Task directions: Give again the lines of the data from its first line through the line with "use crate::currency::Currency;". Change nothing.
── Information supplied
//! The hand engine: a pure state machine for one hand of Texas Hold'em. No I/O, no async — it
//! only knows about seats, cards, and chips. The `TableAggregate` drives it by replaying
//! `DomainEvent`s and recording the `DomainEvent`s its own mutating methods imply.
use crate::bet::BetAction;
use crate::cards::{best_hands, Card, Deck, DeckSeed};
use crate::currency::Currency;
use crate::log::{Log, LogItem};
use crate::player::{Player, PlayerFilter, Players};
use crate::pot::{Pot, PotId};
use crate::{GameError, PlayerId, SeatIdx, SeqNum, MAX_PLAYERS};
use core::cmp::Ordering;
use serde::{Deserialize, Serialize};

const COMMUNITY_SIZE: usize = 5;
const DEF_SB: Currency = Currency::from_cents(5);
const DEF_BB: Currency = Currency::from_cents(10);

type PidBA = (PlayerId, BetAction);

#[derive(Debug, Clone, Copy, Eq, PartialEq, Serialize, Deserialize)]
pub enum TableType {
    Cash,
    Tournament,
    SitAndGo,
}

impl Default for TableType {
    fn default() -> Self {
        Self::Cash
    }
}

/// A snapshot of seating taken right before a new hand's state overwrites the old one, so the
/// hand log can show "here's what the table looked like going into this hand."
#[derive(Debug, Default, Clone, PartialEq, Eq, Serialize, Deserialize)]
pub struct TableSnapshot {
    pub table_type: TableType,
    pub seats: [Option<Player>; MAX_PLAYERS],
}

impl std::fmt::Display for TableSnapshot {
    fn fmt(&self, f: &mut std::fmt::Formatter<'_>) -> std::fmt::Result {
        write!(
            f,
            "{:?} {}",
            self.table_type,
            self.seats.iter().filter(|p| p.is_some()).count()
        )
    }
}
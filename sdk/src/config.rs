//! # SDK Configuration & Constants
//!
//! Every magic number the SDK relies on lives here: wire ports, chunk
//! ceilings, default fees, and the retry/backoff envelope. If you're
//! hardcoding one of these somewhere else, you're doing it wrong.
//!
//! The second half of the module is the JSON configuration surface
//! ([`ClientConfig`]) that callers load a client from. It is deliberately
//! dumb: plain strings in, validated types out happen in
//! [`crate::client::Client::from_config`].

use std::collections::BTreeMap;
use std::path::Path;
use std::time::Duration;

use serde::{Deserialize, Serialize};

use crate::error::{Error, Result};

// ---------------------------------------------------------------------------
// Network Ports
// ---------------------------------------------------------------------------

/// Plaintext gRPC port exposed by consensus nodes.
pub const NODE_PLAINTEXT_PORT: u16 = 50211;

/// TLS gRPC port exposed by consensus nodes.
pub const NODE_TLS_PORT: u16 = 50212;

/// Port assumed for a mirror address given without one.
pub const MIRROR_DEFAULT_PORT: u16 = 443;

// ---------------------------------------------------------------------------
// Transaction Parameters
// ---------------------------------------------------------------------------

/// How long a transaction stays valid after its start timestamp.
pub const DEFAULT_TRANSACTION_VALID_DURATION: Duration = Duration::from_secs(120);

/// Default ceiling on what a transaction may charge its payer, in tinybars (2 ℏ).
pub const DEFAULT_MAX_TRANSACTION_FEE_TINYBARS: i64 = 200_000_000;

/// Default ceiling on what a paid query may cost, in tinybars (1 ℏ).
pub const DEFAULT_MAX_QUERY_PAYMENT_TINYBARS: i64 = 100_000_000;

/// Memo length limit enforced by the network, in bytes.
pub const MAX_MEMO_LENGTH: usize = 100;

/// Per-chunk payload ceiling for topic messages.
pub const TOPIC_MESSAGE_CHUNK_SIZE: usize = 1024;

/// Per-chunk payload ceiling for file appends.
pub const FILE_APPEND_CHUNK_SIZE: usize = 4096;

/// Default number of chunks a single logical transaction may span.
pub const DEFAULT_MAX_CHUNKS: usize = 20;

/// Upper bound on the random offset subtracted from "now" when generating a
/// transaction ID. Absorbs small local clock skew against the network.
pub const TRANSACTION_ID_BACKDATE_MAX: Duration = Duration::from_secs(8);

// ---------------------------------------------------------------------------
// Retry & Backoff
// ---------------------------------------------------------------------------

/// Attempts per request before giving up with `MaxAttemptsExceeded`.
pub const DEFAULT_MAX_ATTEMPTS: usize = 10;

/// Delay before the first retry. Doubles per attempt up to the ceiling.
pub const DEFAULT_MIN_BACKOFF: Duration = Duration::from_millis(250);

/// Ceiling on the delay between two attempts.
pub const DEFAULT_MAX_BACKOFF: Duration = Duration::from_secs(8);

/// Time budget for a single RPC call.
pub const DEFAULT_REQUEST_TIMEOUT: Duration = Duration::from_secs(10);

/// Wall-clock budget for one execution across every chunk and retry.
pub const DEFAULT_EXECUTION_TIMEOUT: Duration = Duration::from_secs(120);

/// Wall-clock budget for polling a receipt or record.
pub const DEFAULT_RECEIPT_TIMEOUT: Duration = Duration::from_secs(120);

/// Fixed delay between two receipt polls that came back "not yet known".
pub const RECEIPT_POLL_INTERVAL: Duration = Duration::from_millis(500);

/// Floor of a node's personal backoff after a transport failure.
pub const NODE_MIN_BACKOFF: Duration = Duration::from_millis(250);

/// Ceiling of a node's personal backoff.
pub const NODE_MAX_BACKOFF: Duration = Duration::from_secs(30 * 60);

/// Consecutive transport failures before a node is pulled from rotation.
pub const DEFAULT_MAX_NODE_FAILURES: u32 = 5;

/// How long an unhealthy node sits out before it is offered again.
pub const DEFAULT_HEALTH_CHECK_INTERVAL: Duration = Duration::from_secs(15 * 60);

/// Retry and backoff envelope shared by every execution a client runs.
#[derive(Debug, Clone, Copy, PartialEq, Eq)]
pub struct BackoffConfig {
    /// Attempts per chunk before `MaxAttemptsExceeded`.
    pub max_attempts: usize,
    /// First delay between attempts.
    pub min_backoff: Duration,
    /// Ceiling for the delay between attempts.
    pub max_backoff: Duration,
    /// Per-call transport deadline.
    pub request_timeout: Duration,
    /// Global deadline for an execution (all chunks, all attempts).
    pub execution_timeout: Duration,
    /// Global deadline for receipt/record polling.
    pub receipt_timeout: Duration,
    /// Floor of a node's own backoff window.
    pub node_min_backoff: Duration,
    /// Ceiling of a node's own backoff window.
    pub node_max_backoff: Duration,
    /// Consecutive failures after which a node is marked unhealthy.
    pub max_node_failures: u32,
    /// How long an unhealthy node is excluded from selection.
    pub health_check_interval: Duration,
}

impl Default for BackoffConfig {
    fn default() -> Self {
        Self {
            max_attempts: DEFAULT_MAX_ATTEMPTS,
            min_backoff: DEFAULT_MIN_BACKOFF,
            max_backoff: DEFAULT_MAX_BACKOFF,
            request_timeout: DEFAULT_REQUEST_TIMEOUT,
            execution_timeout: DEFAULT_EXECUTION_TIMEOUT,
            receipt_timeout: DEFAULT_RECEIPT_TIMEOUT,
            node_min_backoff: NODE_MIN_BACKOFF,
            node_max_backoff: NODE_MAX_BACKOFF,
            max_node_failures: DEFAULT_MAX_NODE_FAILURES,
            health_check_interval: DEFAULT_HEALTH_CHECK_INTERVAL,
        }
    }
}

// ---------------------------------------------------------------------------
// JSON Client Configuration
// ---------------------------------------------------------------------------

/// Operator credentials as they appear in a config file.
#[derive(Debug, Clone, PartialEq, Eq, Serialize, Deserialize)]
#[serde(rename_all = "camelCase")]
pub struct OperatorConfig {
    /// Payer account, e.g. `"0.0.1001"`.
    pub account_id: String,
    /// DER-hex encoded private key.
    pub private_key: String,
}

/// The `network` entry: either a well-known name or an explicit
/// `{"host:port": "shard.realm.num"}` map.
#[derive(Debug, Clone, PartialEq, Eq, Serialize, Deserialize)]
#[serde(untagged)]
pub enum NetworkConfig {
    Named(String),
    Map(BTreeMap<String, String>),
}

/// The `mirrorNetwork` entry: either a well-known name or an address list.
#[derive(Debug, Clone, PartialEq, Eq, Serialize, Deserialize)]
#[serde(untagged)]
pub enum MirrorNetworkConfig {
    Named(String),
    List(Vec<String>),
}

/// Raw client configuration.
///
/// ```json
/// {
///   "network": "testnet",
///   "mirrorNetwork": ["testnet.mirrornode.hedera.com:443"],
///   "operator": { "accountId": "0.0.1001", "privateKey": "302e..." }
/// }
/// ```
#[derive(Debug, Clone, PartialEq, Eq, Serialize, Deserialize)]
#[serde(rename_all = "camelCase")]
pub struct ClientConfig {
    pub network: NetworkConfig,
    #[serde(default)]
    pub mirror_network: Option<MirrorNetworkConfig>,
    #[serde(default)]
    pub operator: Option<OperatorConfig>,
}

impl ClientConfig {
    /// Parses a configuration from JSON text.
    pub fn from_json(text: &str) -> Result<Self> {
        serde_json::from_str(text).map_err(|e| Error::Config(e.to_string()))
    }

    /// Reads and parses a JSON configuration file.
    pub fn from_file(path: impl AsRef<Path>) -> Result<Self> {
        let path = path.as_ref();
        let text = std::fs::read_to_string(path)
            .map_err(|e| Error::Config(format!("{}: {e}", path.display())))?;
        Self::from_json(&text)
    }
}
────
Response area:
//! The hand engine: a pure state machine for one hand of Texas Hold'em. No I/O, no async — it
//! only knows about seats, cards, and chips. The `TableAggregate` drives it by replaying
//! `DomainEvent`s and recording the `DomainEvent`s its own mutating methods imply.
use crate::bet::BetAction;
use crate::cards::{best_hands, Card, Deck, DeckSeed};
use crate::currency::Currency;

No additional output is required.